Melodia. Harmonia. Ritmo

"A música pode ser considerada como uma forma de arte. E como arte, é criação, representação e comunicação. Na relação dos vários planos sensoriais, a sinestesia, permite -nos "ver" a música como uma construção com comprimento, altura e profundidade."

Thursday, July 19, 2007

RGB ( 255, 0, 0 )


Escarlate em:

Comunismo
Sangue
Cereja
Desejo
Fogo
Energia

Saturday, July 07, 2007

Siga

Percebo que preciso sempre de respirar fundo para obter uma segurança interior, para poder assim ter bom senso, para tudo. E não um vórtice de ideias, que não nos deixam sossegar a mente nem um pouco... Sei como isso afecta a nossa pessoa e como se propaga em Relatividades; Percepções; Subjectividades.
Percebo que não podemos obrigar, mas sim compreender.
Percebo e sigo.
Até: Já; Breve; Logo; Quando tiver de ser; Quando não tiver de ser.
Até... um não sei, onde não há pontos questionáveis, nem linhas problemáticas.

Monday, June 25, 2007

Estremeço
Estilhaço-me
Congraço-me ... Remanescem sucessivos acordares e adormeceres, onde as pequenas manchas não são ou nem tão pouco espelham as menores de todas as pausas, nem mesmo a acumulação das mesmas . , ;

Sunday, June 24, 2007

Sucessivo

Há dias dias entre o tudo e o nada! Passividades que definem as minhas acções. Argumentações sofistas. Vivendo e vendo, olhando e revivendo, e tudo se resume a doze segundos. Inelutável, este meu feitio. Lutando contra as minha vontades e querendo-as sempre mais! Subterfúgios, agudezas. Quiçá um dolo...

Sunday, June 17, 2007

Judge me



Am i a puppet on a string?
Am i?

Contiguidade

Quando um feixe de luz atravessa uma superfície que separa dois meios transparentes, mas diferentes, como por exemplo ar e água, uma parte da luz é reflectida e outra é retratada.

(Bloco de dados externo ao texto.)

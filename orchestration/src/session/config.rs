//! Session configuration — interaction mode, intensity, and timing knobs.
//!
//! All turn limits, cooldowns, and timeouts are configuration values, not
//! hardcoded constants. TOML-loadable for the demo binary and operators.

use serde::{Deserialize, Serialize};

/// When floor requests may be granted.
#[derive(Debug, Clone, Copy, PartialEq, Eq, Serialize, Deserialize)]
#[serde(rename_all = "snake_case")]
pub enum InteractionMode {
    /// Only in the window right after a slide change.
    SectionBreaks,
    /// Requests surface as hand-raises; granted at the presenter's next pause.
    HandRaise,
    /// Granted at any detected pause.
    Opportunistic,
}

impl std::fmt::Display for InteractionMode {
    fn fmt(&self, f: &mut std::fmt::Formatter<'_>) -> std::fmt::Result {
        match self {
            Self::SectionBreaks => write!(f, "section_breaks"),
            Self::HandRaise => write!(f, "hand_raise"),
            Self::Opportunistic => write!(f, "opportunistic"),
        }
    }
}

/// Aggressiveness tier controlling exchange depth.
#[derive(Debug, Clone, Copy, PartialEq, Eq, PartialOrd, Ord, Serialize, Deserialize)]
#[serde(rename_all = "snake_case")]
pub enum IntensityLevel {
    Low,
    Medium,
    High,
}

impl std::fmt::Display for IntensityLevel {
    fn fmt(&self, f: &mut std::fmt::Formatter<'_>) -> std::fmt::Result {
        match self {
            Self::Low => write!(f, "low"),
            Self::Medium => write!(f, "medium"),
            Self::High => write!(f, "high"),
        }
    }
}

/// Max turns per exchange at each intensity tier.
#[derive(Debug, Clone, Copy, Serialize, Deserialize)]
pub struct TurnLimits {
    pub low: u32,
    pub medium: u32,
    pub high: u32,
}

impl Default for TurnLimits {
    fn default() -> Self {
        Self {
            low: 2,
            medium: 3,
            high: 4,
        }
    }
}

impl TurnLimits {
    /// Turn limit for a tier.
    pub fn for_level(&self, level: IntensityLevel) -> u32 {
        match level {
            IntensityLevel::Low => self.low,
            IntensityLevel::Medium => self.medium,
            IntensityLevel::High => self.high,
        }
    }
}

/// Error from configuration validation.
#[derive(Debug, Clone, PartialEq, Eq, thiserror::Error)]
#[error("invalid session config: {0}")]
pub struct ConfigError(pub String);

/// Full session configuration consumed by the coordinator and runners.
#[derive(Debug, Clone, Serialize, Deserialize)]
#[serde(default)]
pub struct SessionConfig {
    /// When floor requests may be granted.
    pub mode: InteractionMode,
    /// Exchange aggressiveness tier.
    pub intensity: IntensityLevel,
    /// Per-tier turn limits.
    pub turn_limits: TurnLimits,
    /// Minimum seconds between two floor grants to the same agent.
    pub agent_cooldown_secs: u64,
    /// Absolute presenter-response timeout for an open exchange.
    pub exchange_timeout_secs: u64,
    /// Quiet period after which the coordinator proactively prompts.
    pub quiet_period_secs: u64,
    /// Grant window after a slide change in section-breaks mode.
    pub section_break_window_secs: u64,
    /// Ceiling on agent speaking time as a fraction of elapsed time.
    pub speaking_time_ceiling: f64,
    /// Presenter words observed before any agent may leave warmup.
    pub warmup_words: u64,
    /// Total session time budget in seconds.
    pub session_budget_secs: u64,
    /// Minimum session seconds remaining for a pile-on to run.
    pub pile_on_min_remaining_secs: u64,
    /// Coordinator periodic-check interval in milliseconds.
    pub tick_interval_ms: u64,
}

impl Default for SessionConfig {
    fn default() -> Self {
        Self {
            mode: InteractionMode::Opportunistic,
            intensity: IntensityLevel::Medium,
            turn_limits: TurnLimits::default(),
            agent_cooldown_secs: 45,
            exchange_timeout_secs: 30,
            quiet_period_secs: 150,
            section_break_window_secs: 15,
            speaking_time_ceiling: 0.4,
            warmup_words: 120,
            session_budget_secs: 1_200,
            pile_on_min_remaining_secs: 120,
            tick_interval_ms: 250,
        }
    }
}

impl SessionConfig {
    /// The turn limit implied by the configured intensity.
    pub fn max_turns(&self) -> u32 {
        self.turn_limits.for_level(self.intensity)
    }

    /// Validate the configuration.
    ///
    /// A turn limit of 0 or 1 is rejected (an exchange needs at least one
    /// meaningful turn plus room to resolve), and limits must strictly
    /// increase with intensity.
    pub fn validate(&self) -> Result<(), ConfigError> {
        for (tier, limit) in [
            ("low", self.turn_limits.low),
            ("medium", self.turn_limits.medium),
            ("high", self.turn_limits.high),
        ] {
            if limit < 2 {
                return Err(ConfigError(format!(
                    "turn limit for {} is {}, minimum is 2",
                    tier, limit
                )));
            }
        }
        if !(self.turn_limits.low < self.turn_limits.medium
            && self.turn_limits.medium < self.turn_limits.high)
        {
            return Err(ConfigError(
                "turn limits must strictly increase with intensity".to_string(),
            ));
        }
        if self.speaking_time_ceiling <= 0.0 || self.speaking_time_ceiling > 1.0 {
            return Err(ConfigError(format!(
                "speaking_time_ceiling {} outside (0, 1]",
                self.speaking_time_ceiling
            )));
        }
        if self.warmup_words == 0 {
            return Err(ConfigError("warmup_words must be positive".to_string()));
        }
        if self.exchange_timeout_secs == 0 {
            return Err(ConfigError(
                "exchange_timeout_secs must be positive".to_string(),
            ));
        }
        if self.tick_interval_ms == 0 {
            return Err(ConfigError("tick_interval_ms must be positive".to_string()));
        }
        Ok(())
    }

    /// Parse from TOML text.
    pub fn from_toml_str(text: &str) -> Result<Self, ConfigError> {
        let config: Self =
            toml::from_str(text).map_err(|e| ConfigError(format!("toml parse: {}", e)))?;
        config.validate()?;
        Ok(config)
    }

    /// Load from a TOML file.
    pub fn load(path: &std::path::Path) -> Result<Self, ConfigError> {
        let text = std::fs::read_to_string(path)
            .map_err(|e| ConfigError(format!("read {}: {}", path.display(), e)))?;
        Self::from_toml_str(&text)
    }
}

#[cfg(test)]
mod tests {
    use super::*;

    #[test]
    fn test_defaults_are_valid() {
        let config = SessionConfig::default();
        assert!(config.validate().is_ok());
        assert_eq!(config.max_turns(), 3);
    }

    #[test]
    fn test_higher_intensity_more_turns() {
        let limits = TurnLimits::default();
        assert!(limits.for_level(IntensityLevel::Low) < limits.for_level(IntensityLevel::Medium));
        assert!(limits.for_level(IntensityLevel::Medium) < limits.for_level(IntensityLevel::High));
    }

    #[test]
    fn test_turn_limit_zero_or_one_rejected() {
        for bad in [0, 1] {
            let config = SessionConfig {
                turn_limits: TurnLimits {
                    low: bad,
                    medium: 3,
                    high: 4,
                },
                ..Default::default()
            };
            assert!(config.validate().is_err());
        }
    }

    #[test]
    fn test_non_increasing_limits_rejected() {
        let config = SessionConfig {
            turn_limits: TurnLimits {
                low: 3,
                medium: 3,
                high: 4,
            },
            ..Default::default()
        };
        assert!(config.validate().is_err());
    }

    #[test]
    fn test_ceiling_bounds() {
        let mut config = SessionConfig {
            speaking_time_ceiling: 0.0,
            ..Default::default()
        };
        assert!(config.validate().is_err());
        config.speaking_time_ceiling = 1.5;
        assert!(config.validate().is_err());
        config.speaking_time_ceiling = 1.0;
        assert!(config.validate().is_ok());
    }

    #[test]
    fn test_toml_roundtrip_with_defaults() {
        let config = SessionConfig::from_toml_str(
            r#"
mode = "hand_raise"
intensity = "high"
agent_cooldown_secs = 20

[turn_limits]
low = 2
medium = 3
high = 5
"#,
        )
        .unwrap();

        assert_eq!(config.mode, InteractionMode::HandRaise);
        assert_eq!(config.intensity, IntensityLevel::High);
        assert_eq!(config.max_turns(), 5);
        assert_eq!(config.agent_cooldown_secs, 20);
        // Unspecified fields fall back to defaults.
        assert_eq!(config.warmup_words, 120);
    }

    #[test]
    fn test_invalid_toml_rejected() {
        assert!(SessionConfig::from_toml_str("mode = \"interpretive_dance\"").is_err());
    }

    #[test]
    fn test_load_from_file() {
        let dir = tempfile::tempdir().unwrap();
        let path = dir.path().join("session.toml");
        std::fs::write(&path, "intensity = \"low\"\n").unwrap();

        let config = SessionConfig::load(&path).unwrap();
        assert_eq!(config.intensity, IntensityLevel::Low);
        assert_eq!(config.max_turns(), 2);
    }

    #[test]
    fn test_mode_display() {
        assert_eq!(InteractionMode::SectionBreaks.to_string(), "section_breaks");
        assert_eq!(InteractionMode::HandRaise.to_string(), "hand_raise");
        assert_eq!(InteractionMode::Opportunistic.to_string(), "opportunistic");
    }
}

Como humanos, somos assim, uns retratados outros reflectidos...


Assim como as cores que aparecem quase sempre umas perto das outras, e é essa proximidade, de acordo com a característica de cada uma das cores, que provoca alterações na luminosidade dessa cor em questão.

Luzimos ou ofuscamos consoante essas proximidades...

 
Nunca deixamos de sentir aquilo que não dizemos.